Myths about aging can contribute to a failing memory. Middle-aged and older learners do worse on memory tasks when they’re exposed to negative stereotypes about aging and memory, and better when the messages are positive about memory preservation into old age. People who believe that they are not in control of their memory function are less likely to work at maintaining or improving their memory skills and therefore are more likely to experience cognitive decline. If you believe you can improve and you translate that belief into practice, you have a better chance of keeping your mind sharp.
If you don’t need to use mental energy remembering where you laid your keys or the time of your granddaughter’s birthday party, you’ll be better able to concentrate on learning and remembering new and important things. Take advantage of calendars and planners, maps, shopping lists, file folders, and address books to keep routine information accessible. Designate a place at home for your glasses, purse, keys, and other items you use often. Remove clutter from your office or home to minimize distractions, so you can focus on new information that you want to remember.
When you want to remember something you’ve just heard, read, or thought about, repeat it out loud or write it down. That way, you reinforce the memory or connection. For example, if you’ve just been told someone’s name, use it when you speak with him or her: “So, John, where did you meet Camille?” If you place one of your belongings somewhere other than its usual spot, tell yourself out loud what you’ve done. And don’t hesitate to ask for information to be repeated.

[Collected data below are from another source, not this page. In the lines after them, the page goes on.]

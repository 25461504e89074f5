//! Contact table construction and persistence.
//!
//! One table per model, fixed column order, deterministic artifact path. The
//! whole table is serialized into memory and written with a single call, so
//! an interrupted run leaves either a complete file or no file - never a
//! partial one.

use crate::errors::AnalysisError;
use crate::interactions::ContactRecord;
use polars::prelude::*;
use std::path::{Path, PathBuf};

/// File format for persisted contact tables.
#[derive(clap::ValueEnum, Clone, Debug, Copy)]
pub enum TableFileType {
    /// Comma-separated values
    Csv,
    /// Parquet columnar storage
    Parquet,
    /// Standard JSON
    Json,
    /// Newline-delimited JSON
    NDJson,
}

impl std::fmt::Display for TableFileType {
    fn fmt(&self, f: &mut std::fmt::Formatter) -> std::fmt::Result {
        match self {
            TableFileType::Csv => write!(f, "csv"),
            TableFileType::Parquet => write!(f, "parquet"),
            TableFileType::Json => write!(f, "json"),
            TableFileType::NDJson => write!(f, "ndjson"),
        }
    }
}

/// Convert a record sequence into a table with the fixed column order
/// `interaction_type, protein_resn, protein_resi, protein_atom, ligand_atom,
/// distance`.
///
/// An empty sequence produces a schema-complete frame with zero rows.
pub fn records_to_df(records: &[ContactRecord]) -> DataFrame {
    df!(
        "interaction_type" => records.iter().map(|r| r.interaction.to_string()).collect::<Vec<String>>(),
        "protein_resn" => records.iter().map(|r| r.protein_resn.clone()).collect::<Vec<String>>(),
        "protein_resi" => records.iter().map(|r| r.protein_resi as i64).collect::<Vec<i64>>(),
        "protein_atom" => records.iter().map(|r| r.protein_atom.clone()).collect::<Vec<String>>(),
        "ligand_atom" => records.iter().map(|r| r.ligand_atom.clone()).collect::<Vec<String>>(),
        "distance" => records.iter().map(|r| r.distance).collect::<Vec<f64>>(),
    )
    .unwrap()
}

/// The artifact path for a model's interaction table:
/// `<destination>/model_<N>/model_<N>_interactions.<ext>`.
///
/// Derived from the destination and model number only, so repeated runs
/// overwrite rather than accumulate.
pub fn model_table_path(destination: &Path, model_num: usize, file_type: TableFileType) -> PathBuf {
    destination
        .join(format!("model_{model_num}"))
        .join(format!("model_{model_num}_interactions.{file_type}"))
}

/// Persist a model's contact records under `destination`.
///
/// Creates the per-model directory if absent. An empty record sequence still
/// writes a header-only table. Write failures propagate; they are not
/// retried and never leave a partial artifact behind.
pub fn write_model_table(
    records: &[ContactRecord],
    destination: &Path,
    model_num: usize,
    file_type: TableFileType,
) -> Result<PathBuf, AnalysisError> {
    let model_dir = destination.join(format!("model_{model_num}"));
    std::fs::create_dir_all(&model_dir)?;
    let path = model_dir.join(format!("model_{model_num}_interactions.{file_type}"));

    let mut df = records_to_df(records);
    let bytes = serialize_df(&mut df, file_type)?;
    std::fs::write(&path, bytes)?;
    Ok(path)
}

/// Write a table to `file_path`, replacing its extension with the format's.
pub fn write_df_to_file(
    df: &mut DataFrame,
    file_path: &Path,
    file_type: TableFileType,
) -> Result<PathBuf, AnalysisError> {
    let path = file_path.with_extension(file_type.to_string());
    if let Some(parent) = path.parent() {
        if !parent.as_os_str().is_empty() {
            std::fs::create_dir_all(parent)?;
        }
    }
    let bytes = serialize_df(df, file_type)?;
    std::fs::write(&path, bytes)?;
    Ok(path)
}

fn serialize_df(df: &mut DataFrame, file_type: TableFileType) -> Result<Vec<u8>, AnalysisError> {
    let mut buf = Vec::new();
    let result = match file_type {
        TableFileType::Csv => CsvWriter::new(&mut buf).finish(df),
        TableFileType::Parquet => ParquetWriter::new(&mut buf).finish(df).map(|_| ()),
        TableFileType::Json => JsonWriter::new(&mut buf)
            .with_json_format(JsonFormat::Json)
            .finish(df),
        TableFileType::NDJson => JsonWriter::new(&mut buf)
            .with_json_format(JsonFormat::JsonLines)
            .finish(df),
    };
    result.map_err(|e| AnalysisError::Io(std::io::Error::other(e)))?;
    Ok(buf)
}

Repetition is most potent as a learning tool when it’s properly timed. It’s best not to repeat something many times in a short period, as if you were cramming for an exam. Instead, re-study the essentials after increasingly longer periods of time — once an hour, then every few hours, then every day. Spacing out periods of study is particularly valuable when you are trying to master complicated information, such as the details of a new work assignment. Research shows that spaced rehearsal improves recall not only in healthy people but also in those with certain physically based cognitive problems, such as those associated with multiple sclerosis.
7. Make a mnemonic
This is a creative way to remember lists. Mnemonic devices can take the form of acronyms (such as RICE to remember first-aid advice for injured limbs: Rest, Ice, Compression, and Elevation) or sentences (such as the classic “Every good boy does fine” to remember the musical notes E, G, B, D, and F on the lines of the treble clef).